Abstract

In multistage fracturing of unconventional formations such as the Eagle Ford shale, wells are traditionally stimulated by fracturing several perforation clusters simultaneously. While the technique is operationally efficient, there is evidence from production logs, microseismic monitoring, and other measurements that several clusters produce below expectations or do not produce at all. This condition is to a degree because stages penetrate zones with stress heterogeneities, and consequently, fractures propagate unevenly from all of the clusters.

Evenly fracturing all clusters in heterogeneous zones is challenging in long horizontal sections penetrating heterogeneous reservoirs. Furthermore, efforts to improve well economics result in reducing completion time by extending the length of each stage even further to decrease the number of interventions required for completing the well. To address this challenge, a new sequenced fracturing technique has been developed based on a novel composite fluid comprising of degradable fibers and multi-sized particles that diverts the remaining stimulation fluids to understimulated regions of the wellbore. The composite fluid is delivered downhole at high-concentration, to create temporary plugs in clusters already stimulated thereby creating diversion with a minor amount of material. The solids degrade completely after the fracturing treatment has been completed, leaving no residual formation or fracture conductivity damage. The channel fracturing technique (Gillard et al. 2010) was chosen as the preferred fracturing method for use in tandem with the composite fluid. This technique has been reported to increase effective fracture length while reducing risk of screenout with respect to other conventional methods.

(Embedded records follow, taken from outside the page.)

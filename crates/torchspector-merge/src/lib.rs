//! Ratio merging for TorchSpector
//!
//! Combines N checkpoints into one whose tensors are the alpha-weighted sum
//! of the inputs, restricted to chosen root sections and to keys matching
//! substring filters.
//!
//! Checkpoints are loaded strictly one at a time through a
//! [`CheckpointLoader`], so at most one input is resident next to the running
//! sums.
//!
//! # Example
//!
//! ```ignore
//! use torchspector_merge::{FileLoader, RatioMergeBuilder};
//!
//! let output = RatioMergeBuilder::new()
//!     .add_weighted_checkpoint("a.safetensors", 0.7)
//!     .add_weighted_checkpoint("b.safetensors", 0.3)
//!     .whole_checkpoint()
//!     .run(&FileLoader::new())?;
//!
//! for warning in &output.warnings {
//!     eprintln!("{warning}");
//! }
//! ```

#![warn(missing_docs)]

mod accumulator;
mod config;
mod error;
mod loader;
mod merge;

pub use accumulator::*;
pub use config::*;
pub use error::*;
pub use loader::*;
pub use merge::*;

The new composite fluid was used in a campaign where its effects were monitored with microseismic instruments. A case study presents field experiments where wells from the same pad are fractured in a similar fashion with and without diversion. In one application, with similar water and fluid volumes, the well treated with this technique produced more than 15% per stage than its conventionally treated offset well. The signature of the composite fluid, clearly visible on all measurement techniques, has proven consistent across stages of various lengths and wells having different characteristics.